Typically made of bronze, the cornu was about three feet long and curved like a “G” with a weight-relieving cross-bar across the widest part allowing the musician to rest it on his shoulder. Although thought of as mostly an instrument of war and games, literature tells us that the use of the cornu was much more varied. The “Dinner at Trimalchio’s” from Petronius’ Satiyricon (LXXVII) ends with confusion over the command intended by the cornu players (“cornicines”). When Trimalchio asks for the players to practice his death dirge, a nearby fire brigade misunderstands the sound and storms into the house with water and axes effectively putting an end to the dinner; or at least for the story’s protagonists.

Salpinx: Although the salpinx was a Greek trumpet the Romans still assimilated it on top of the three horn varieties they already had. It was rather like a straight trumpet and shorter than a tuba and yet was certainly not like any of the other Roman horns. The sound it produced was one of force as the A.D. third century author Aristides Quintilianus, in his treatise “Peri Musikês” calls the salpinx’s sound terrifying. Both the Latin tuba and the salpinx had been nicknamed “tyrrhene”, or Tyrrhenian/ Etruscan, a word derived from “Tyrrhenoi” which the Greeks applied to refer to the Etruscans. This does suggest some form of a beginning with the Etruscans which is not unbelievable since the Greeks did highly regard the Etruscans for their musical abilities. The Greeks did not consider the salpinx anything but a tool of war and yet this was not the case in Etruscan and Roman depictions where it is seen outside of its martial role and in musical ensembles in combinations with the tibia and kithara, for example, and, in Etruscan art, even at weddings.

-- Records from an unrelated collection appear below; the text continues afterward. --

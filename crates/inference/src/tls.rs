//! TLS connector for `wss://` engine endpoints.

use std::sync::Arc;

use tokio_tungstenite::Connector;

/// Build a connector for the given URL. Plaintext `ws://` needs none.
///
/// With `ssl_verify = false` the server certificate and hostname are
/// accepted unchecked; the stream is still encrypted.
pub(crate) fn connector_for(url: &str, ssl_verify: bool) -> anyhow::Result<Option<Connector>> {
    if !url.starts_with("wss://") {
        return Ok(None);
    }

    let provider = Arc::new(rustls::crypto::ring::default_provider());

    let config = if ssl_verify {
        let mut roots = rustls::RootCertStore::empty();
        roots.extend(webpki_roots::TLS_SERVER_ROOTS.iter().cloned());
        rustls::ClientConfig::builder_with_provider(provider)
            .with_safe_default_protocol_versions()?
            .with_root_certificates(roots)
            .with_no_client_auth()
    } else {
        tracing::warn!("TLS certificate verification disabled for the engine connection");
        rustls::ClientConfig::builder_with_provider(provider.clone())
            .with_safe_default_protocol_versions()?
            .dangerous()
            .with_custom_certificate_verifier(Arc::new(AcceptAnyServerCert { provider }))
            .with_no_client_auth()
    };

    Ok(Some(Connector::Rustls(Arc::new(config))))
}

/// Certificate verifier that accepts any server certificate. Signature
/// checks still run so a broken handshake fails loudly.
#[derive(Debug)]
struct AcceptAnyServerCert {
    provider: Arc<rustls::crypto::CryptoProvider>,
}

impl rustls::client::danger::ServerCertVerifier for AcceptAnyServerCert {
    fn verify_server_cert(
        &self,
        _end_entity: &rustls::pki_types::CertificateDer<'_>,
        _intermediates: &[rustls::pki_types::CertificateDer<'_>],
        _server_name: &rustls::pki_types::ServerName<'_>,
        _ocsp_response: &[u8],
        _now: rustls::pki_types::UnixTime,
    ) -> Result<rustls::client::danger::ServerCertVerified, rustls::Error> {
        Ok(rustls::client::danger::ServerCertVerified::assertion())
    }

    fn verify_tls12_signature(
        &self,
        message: &[u8],
        cert: &rustls::pki_types::CertificateDer<'_>,
        dss: &rustls::DigitallySignedStruct,
    ) -> Result<rustls::client::danger::HandshakeSignatureValid, rustls::Error> {
        rustls::crypto::verify_tls12_signature(
            message,
            cert,
            dss,
            &self.provider.signature_verification_algorithms,
        )
    }

    fn verify_tls13_signature(
        &self,
        message: &[u8],
        cert: &rustls::pki_types::CertificateDer<'_>,
        dss: &rustls::DigitallySignedStruct,
    ) -> Result<rustls::client::danger::HandshakeSignatureValid, rustls::Error> {
        rustls::crypto::verify_tls13_signature(
            message,
            cert,
            dss,
            &self.provider.signature_verification_algorithms,
        )
    }

    fn supported_verify_schemes(&self) -> Vec<rustls::SignatureScheme> {
        self.provider
            .signature_verification_algorithms
            .supported_schemes()
    }
}
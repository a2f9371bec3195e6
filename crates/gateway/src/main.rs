use std::sync::Arc;

use anyhow::Context;
use clap::Parser;
use tracing_subscriber::EnvFilter;

use jota_domain::config::Config;
use jota_gateway::api;
use jota_gateway::cli::{Cli, Command, ConfigCommand};
use jota_gateway::state::AppState;
use jota_inference::InferenceClientBuilder;

#[tokio::main]
async fn main() -> anyhow::Result<()> {
    let cli = Cli::parse();

    match cli.command {
        // Default to serve when no subcommand is given.
        None | Some(Command::Serve) => {
            init_tracing();
            let (config, _config_path) = jota_gateway::cli::load_config()?;
            run_server(Arc::new(config)).await
        }
        Some(Command::Config(ConfigCommand::Show)) => {
            let (config, _config_path) = jota_gateway::cli::load_config()?;
            println!("{}", toml::to_string_pretty(&config)?);
            Ok(())
        }
        Some(Command::Version) => {
            println!("jota {}", env!("CARGO_PKG_VERSION"));
            Ok(())
        }
    }
}

/// Initialize structured JSON tracing (only for the `serve` command).
fn init_tracing() {
    tracing_subscriber::fmt()
        .with_env_filter(
            EnvFilter::try_from_default_env()
                .unwrap_or_else(|_| EnvFilter::new("info,jota_gateway=debug")),
        )
        .json()
        .init();
}

/// Start the orchestrator with the given configuration.
async fn run_server(config: Arc<Config>) -> anyhow::Result<()> {
    tracing::info!(
        app = %config.app.name,
        env = %config.app.env,
        "Jota orchestrator starting"
    );

    // ── Conversation store ───────────────────────────────────────────
    let store = jota_db::create_store(&config.jota_db).context("creating JotaDB client")?;
    tracing::info!(url = %config.jota_db.base_url, "JotaDB client ready");

    // ── Inference transport ──────────────────────────────────────────
    let inference = Arc::new(
        InferenceClientBuilder::new()
            .config(&config.inference)
            .jota_db_url(config.jota_db.base_url.clone())
            .store(store.clone())
            .build()
            .map_err(|e| anyhow::anyhow!("initializing inference client: {e}"))?,
    );
    // Background loop with backoff; requests fail fast until it is ready.
    inference.connect();

    let state = AppState {
        config: config.clone(),
        store,
        inference: inference.clone(),
    };

    // ── Concurrency limit (backpressure protection) ──────────────────
    let max_concurrent = std::env::var("JOTA_MAX_CONCURRENT_REQUESTS")
        .ok()
        .and_then(|v| v.parse::<usize>().ok())
        .unwrap_or(256);
    tracing::info!(max_concurrent, "concurrency limit set");

    let app = api::router(state)
        .layer(tower_http::trace::TraceLayer::new_for_http())
        .layer(tower_http::cors::CorsLayer::permissive())
        .layer(tower::limit::ConcurrencyLimitLayer::new(max_concurrent));

    // ── Bind ─────────────────────────────────────────────────────────
    let addr = format!("{}:{}", config.server.host, config.server.port);
    let listener = tokio::net::TcpListener::bind(&addr)
        .await
        .with_context(|| format!("binding to {addr}"))?;

    tracing::info!(addr = %addr, "Jota orchestrator listening");

    axum::serve(listener, app)
        .with_graceful_shutdown(shutdown_signal())
        .await
        .context("axum server error")?;

    // Drain the engine connection before exit; in-flight streams run their
    // partial-save path.
    inference.shutdown().await;
    tracing::info!("Jota orchestrator stopped");

    Ok(())
}

async fn shutdown_signal() {
    if let Err(e) = tokio::signal::ctrl_c().await {
        tracing::error!(error = %e, "failed to listen for shutdown signal");
    }
}
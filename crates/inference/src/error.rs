//! Error kinds surfaced by the inference transport.

/// Errors a transport call can return.
///
/// Connection-layer failures never appear here directly: the supervisor
/// absorbs them and callers observe `EngineUnavailable` on their next call
/// (or a `StreamInterrupted` if a stream was already in flight).
#[derive(thiserror::Error, Debug, Clone, PartialEq, Eq)]
pub enum InferenceError {
    #[error("inference engine unavailable")]
    EngineUnavailable,

    #[error("session creation timed out")]
    SessionCreateTimeout,

    #[error("engine error: {0}")]
    Engine(String),

    #[error("inference timed out waiting for a frame")]
    StreamTimeout,

    #[error("stream interrupted")]
    StreamInterrupted,

    #[error("invalid request: {0}")]
    InvalidRequest(String),

    #[error("config: {0}")]
    Config(String),
}
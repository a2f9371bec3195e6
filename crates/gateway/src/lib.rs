//! `jota-gateway` — HTTP/WebSocket ingress for the Jota orchestrator.
//!
//! Accepts user prompts over REST (`POST /chat`) or a bidirectional
//! WebSocket (`GET /ws/chat/{user_id}`), associates them with a persistent
//! conversation in JotaDB, and streams the engine's token sequence back to
//! the client in real time.

pub mod api;
pub mod cli;
pub mod state;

Aulos (Greek)/Tibia (Latin): The aulos, to use its most widely known name, is iconic for its double reed pipes angled like a “V” with the player blowing at the point. There also existed a single pipe version as well. The aulos is one of many instruments having mythological origins with the story being that the satyr Marsyas found the pipes after Athena threw them away having seen how contorted her face became when she had to blow so hard to play.

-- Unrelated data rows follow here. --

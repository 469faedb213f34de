//! Data-access capability behind the frame source loader
//!
//! A store hands back the raw text of a named resource. Missing resources
//! are `Ok(None)`, not errors; parsing is the loader's job.

use parking_lot::Mutex;
use std::collections::HashMap;
use std::io;
use std::path::PathBuf;
use std::sync::atomic::{AtomicUsize, Ordering};

/// Errors raised while reading or decoding a stored resource
#[derive(Debug, thiserror::Error)]
pub enum StoreError {
    #[error("failed to read {path}: {source}")]
    Io {
        path: String,
        #[source]
        source: io::Error,
    },

    #[error("malformed payload in {path}: {reason}")]
    Malformed { path: String, reason: String },
}

/// Trait for the places recorded race data can live
pub trait DataStore: Send + Sync {
    /// Short description for log lines (e.g. the root directory)
    fn describe(&self) -> String;

    /// Read a resource by relative path
    ///
    /// Returns:
    /// - `Ok(Some(text))` if the resource exists
    /// - `Ok(None)` if it does not
    /// - `Err(_)` if it exists but could not be read
    fn read(&self, path: &str) -> Result<Option<String>, StoreError>;
}

/// Store backed by a directory on disk
#[derive(Debug, Clone)]
pub struct DirectoryStore {
    root: PathBuf,
}

impl DirectoryStore {
    pub fn new(root: impl Into<PathBuf>) -> Self {
        Self { root: root.into() }
    }
}

impl DataStore for DirectoryStore {
    fn describe(&self) -> String {
        self.root.display().to_string()
    }

    fn read(&self, path: &str) -> Result<Option<String>, StoreError> {
        match std::fs::read_to_string(self.root.join(path)) {
            Ok(text) => Ok(Some(text)),
            Err(e) if e.kind() == io::ErrorKind::NotFound => Ok(None),
            Err(source) => Err(StoreError::Io {
                path: path.to_string(),
                source,
            }),
        }
    }
}

/// In-memory store, counting reads so callers can verify memoization
#[derive(Debug, Default)]
pub struct MemoryStore {
    entries: Mutex<HashMap<String, String>>,
    reads: AtomicUsize,
}

impl MemoryStore {
    pub fn new() -> Self {
        Self::default()
    }

    /// Add or replace a resource
    pub fn with(self, path: &str, contents: impl Into<String>) -> Self {
        self.insert(path, contents);
        self
    }

    pub fn insert(&self, path: &str, contents: impl Into<String>) {
        self.entries.lock().insert(path.to_string(), contents.into());
    }

    /// Number of `read` calls served so far, hits and misses alike
    pub fn read_count(&self) -> usize {
        self.reads.load(Ordering::SeqCst)
    }
}

impl DataStore for MemoryStore {
    fn describe(&self) -> String {
        "memory".to_string()
    }

    fn read(&self, path: &str) -> Result<Option<String>, StoreError> {
        self.reads.fetch_add(1, Ordering::SeqCst);
        Ok(self.entries.lock().get(path).cloned())
    }
}

impl<T: DataStore + ?Sized> DataStore for std::sync::Arc<T> {
    fn describe(&self) -> String {
        (**self).describe()
    }

    fn read(&self, path: &str) -> Result<Option<String>, StoreError> {
        (**self).read(path)
    }
}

Although it is often translated as a flute this is not correct. There was a flute like instrument, oblique tibia, which was an entirely distinct instrument. Modern reconstruction tells that the aulos has a low sound similar to a clarinet.

There was more than one version of the aulos. Aristides Quintilianus theorized that the aulos, as well as other instruments, could be categorized to a gender. For example, Aristides lists the Phrygian and Choric aulos as feminine due to their higher and softer sounds, while the Pythian aulos is masculine because of its stronger sound (Peri Musikês II.XVI). Plutarch mentioned the epikedeios aulos as being commonly employed in funerals for its power to invoke grief and tears (Quaestiones conviviales 3.8(657a). This is the instrument thought to be mentioned in the Biblical passage Matthew 9:23 when Jesus came to Jairus’ house and the aulos players (auletes) had begun playing. The Dorian Greeks in Southern Italy also had a version called an aulos titurinos. This is significant due to Virgil’s use of the name “Tityrus” as both a shepherd’s name and a substantive for a shepherd (Eclogues 8.55) thereby suggesting a more pastoral employment for this version.

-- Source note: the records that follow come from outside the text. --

//! Pitwall Server
//!
//! Streams race telemetry over SSE and serves metrics and strategy calls

use anyhow::{Context, Result};
use pitwall_server::{api, config::ServerConfig, state, strategy::LlmStrategyClient};
use pitwall_sources::DirectoryStore;
use std::sync::Arc;
use tracing::{info, warn};

#[tokio::main]
async fn main() -> Result<()> {
    // Initialize tracing
    tracing_subscriber::fmt()
        .with_env_filter(
            tracing_subscriber::EnvFilter::try_from_default_env()
                .unwrap_or_else(|_| tracing_subscriber::EnvFilter::new("info")),
        )
        .init();

    info!("Starting Pitwall Server");

    let config = ServerConfig::load()?;
    if config.llm.api_key.is_none() {
        warn!("OPENAI_API_KEY not set, strategy calls will use the rule-based fallback");
    }

    let provider = Arc::new(
        LlmStrategyClient::new(config.llm.clone()).context("Failed to build LLM client")?,
    );
    let store = DirectoryStore::new(config.data_dir.clone());

    let bind_addr = config.bind_addr.clone();
    let state = state::AppState::new(config, store, provider);
    let app = api::create_router(state);

    let listener = tokio::net::TcpListener::bind(&bind_addr)
        .await
        .with_context(|| format!("Failed to bind {}", bind_addr))?;
    info!("Server listening on http://{}", bind_addr);

    axum::serve(listener, app).await?;

    Ok(())
}
//! REST API and SSE routes

use crate::manager::{self, SessionError};
use crate::orchestrator::{MetricsSource, TelemetrySource};
use crate::state::AppState;
use crate::strategy::AppliedStrategy;
use axum::{
    extract::{Query, State},
    http::StatusCode,
    response::sse::{Event, KeepAlive, Sse},
    routing::{get, post},
    Json, Router,
};
use futures::stream::{Stream, StreamExt as FuturesStreamExt};
use pitwall_core::model::FieldMask;
use pitwall_core::{DriverProfile, RaceMetrics, TelemetryPoint};
use serde::{Deserialize, Serialize};
use std::convert::Infallible;
use tokio_stream::wrappers::BroadcastStream;
use tower_http::cors::CorsLayer;
use tower_http::trace::TraceLayer;

type ApiError = (StatusCode, String);

/// Create the main application router
pub fn create_router(state: AppState) -> Router {
    Router::new()
        .route("/api/drivers", get(list_drivers))
        .route("/api/drivers/select", post(select_driver))
        .route("/api/race/control", post(race_control))
        .route("/api/status", get(status))
        .route("/api/telemetry/history", get(telemetry_history))
        .route("/api/telemetry/stream", get(telemetry_stream))
        .route("/api/metrics", get(metrics))
        .route("/api/strategy", get(strategy))
        .layer(CorsLayer::permissive())
        .layer(TraceLayer::new_for_http())
        .with_state(state)
}

// === Driver Endpoints ===

async fn list_drivers(State(state): State<AppState>) -> Json<Vec<DriverProfile>> {
    Json(state.drivers.as_ref().clone())
}

#[derive(Deserialize)]
struct SelectDriverRequest {
    driver_id: String,
}

async fn select_driver(
    State(state): State<AppState>,
    Json(request): Json<SelectDriverRequest>,
) -> Result<Json<DriverProfile>, ApiError> {
    manager::select_driver(&state, &request.driver_id)
        .await
        .map(Json)
        .map_err(|e| match e {
            SessionError::UnknownDriver(_) => (StatusCode::NOT_FOUND, e.to_string()),
        })
}

// === Race Control ===

#[derive(Deserialize)]
struct RaceControlRequest {
    action: String,
}

async fn race_control(
    State(state): State<AppState>,
    Json(request): Json<RaceControlRequest>,
) -> Result<Json<serde_json::Value>, ApiError> {
    match request.action.as_str() {
        "start" => {
            let started = manager::start(&state).await;
            Ok(Json(serde_json::json!({"status": "racing", "changed": started})))
        }
        "pause" => {
            manager::pause(&state).await;
            Ok(Json(serde_json::json!({"status": "paused"})))
        }
        "reset" => {
            manager::reset(&state).await;
            Ok(Json(serde_json::json!({"status": "reset"})))
        }
        _ => Err((
            StatusCode::BAD_REQUEST,
            format!("Unknown action: {}", request.action),
        )),
    }
}

// === Status ===

#[derive(Serialize)]
struct StatusResponse {
    racing: bool,
    driver: DriverProfile,
    telemetry_source: TelemetrySource,
    metrics_source: MetricsSource,
    recorded_frames: usize,
    history_len: usize,
    frames_emitted: u64,
    strategy_available: bool,
}

async fn status(State(state): State<AppState>) -> Json<StatusResponse> {
    let racing = manager::is_racing(&state).await;
    let status = state.orchestrator.lock().await.status();

    Json(StatusResponse {
        racing,
        driver: status.driver,
        telemetry_source: status.telemetry_source,
        metrics_source: status.metrics_source,
        recorded_frames: status.recorded_frames,
        history_len: status.history_len,
        frames_emitted: status.frames_emitted,
        strategy_available: state.strategy.current().is_some(),
    })
}

// === Telemetry ===

async fn telemetry_history(State(state): State<AppState>) -> Json<Vec<TelemetryPoint>> {
    Json(state.orchestrator.lock().await.history())
}

#[derive(Deserialize)]
struct StreamQuery {
    fields: Option<String>,
}

async fn telemetry_stream(
    State(state): State<AppState>,
    Query(query): Query<StreamQuery>,
) -> Sse<impl Stream<Item = Result<Event, Infallible>>> {
    let rx = state.subscribe();
    let field_mask = query.fields.map(|f| FieldMask::parse(&f));

    let stream = BroadcastStream::new(rx).filter_map(move |result| {
        let mask = field_mask.clone();
        async move {
            match result {
                Ok(point) => match point.to_json_filtered(mask.as_ref()) {
                    Ok(json) => Some(Ok(Event::default().data(json))),
                    Err(e) => {
                        tracing::error!("Failed to serialize telemetry point: {}", e);
                        None
                    }
                },
                Err(e) => {
                    tracing::warn!("Broadcast stream error: {}", e);
                    None
                }
            }
        }
    });

    Sse::new(stream).keep_alive(KeepAlive::default())
}

// === Metrics & Strategy ===

#[derive(Serialize)]
struct MetricsResponse {
    metrics: RaceMetrics,
    source: MetricsSource,
}

async fn metrics(State(state): State<AppState>) -> Result<Json<MetricsResponse>, ApiError> {
    let orchestrator = state.orchestrator.lock().await;
    orchestrator
        .metrics()
        .map(|metrics| {
            Json(MetricsResponse {
                metrics,
                source: orchestrator.metrics_source(),
            })
        })
        .ok_or((StatusCode::NOT_FOUND, "No metrics yet".to_string()))
}

async fn strategy(State(state): State<AppState>) -> Result<Json<AppliedStrategy>, ApiError> {
    state
        .strategy
        .current()
        .map(Json)
        .ok_or((StatusCode::NOT_FOUND, "No strategy yet".to_string()))
}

Plagiaulos(Greek)/ oblique tibia (Latin): This transverse flute is the father of the modern flute. It was about 2 feet long (60 cm) and continued to be popular in Roman art up to and beyond the A.D third century. Its origins are debatable with the Etruscans being strong contenders though Pliny suggests Midas of Phrygia (Naturalis Historia vii.204) as an originator and Athenaeus, c. 183 AD, the Egyptians (II.176b).

Syrinx(Greek), fistula(Latin): More contemporarily known as pan-pipes, the fistula was closely associated with the god Pan for his use of them and was named after the nymph Syrinx who was turned into a reed to hide from the god’s amorous attentions. The fistula typically had four, nine, or ten, with an average of six thin pipes bound together in a line and the musicians would blow into the top thereby producing the sound. Both the Greeks and Romans had their own form of the pipes: the Greek syrinx had uniform length pipes while the Roman fistula, taken directly from the Etruscan form, had the pipes of varying lengths arranged in steps. While the syrinx was predominantly associated with pastoral environments, the Etruscan fistula is seen apparently indoors at parties and banquets, a tradition which the Romans continued. Fistulae accompanied religious ceremonies of sacrifices and libations and were sometimes accompanied with the lyre or brass instruments. The pipe and brass combination was popular in funeral processions.

Askaules: The askaules, so named by combing the Greek words aulos + askos (a bag), was what is now known as the bagpipes. They were known in Italy by at least by the second century B.C. perhaps earlier though they do not seem to have easily caught on in Roman society as they are rarely mentioned in Latin literature. Martial references them in his Epigram X.3.8 as does the second century A.D. author Dio Chrysostom (“and they say that he is skilled…to play the pipe with his mouth, on the bag placed under his arm-pits, Orat. 71.9), and Suetonius mentions them as well relating Nero’s future plans to give a performance as a bagpiper (“utricularius”) should he survive the trials at the end of his life (Nero 54).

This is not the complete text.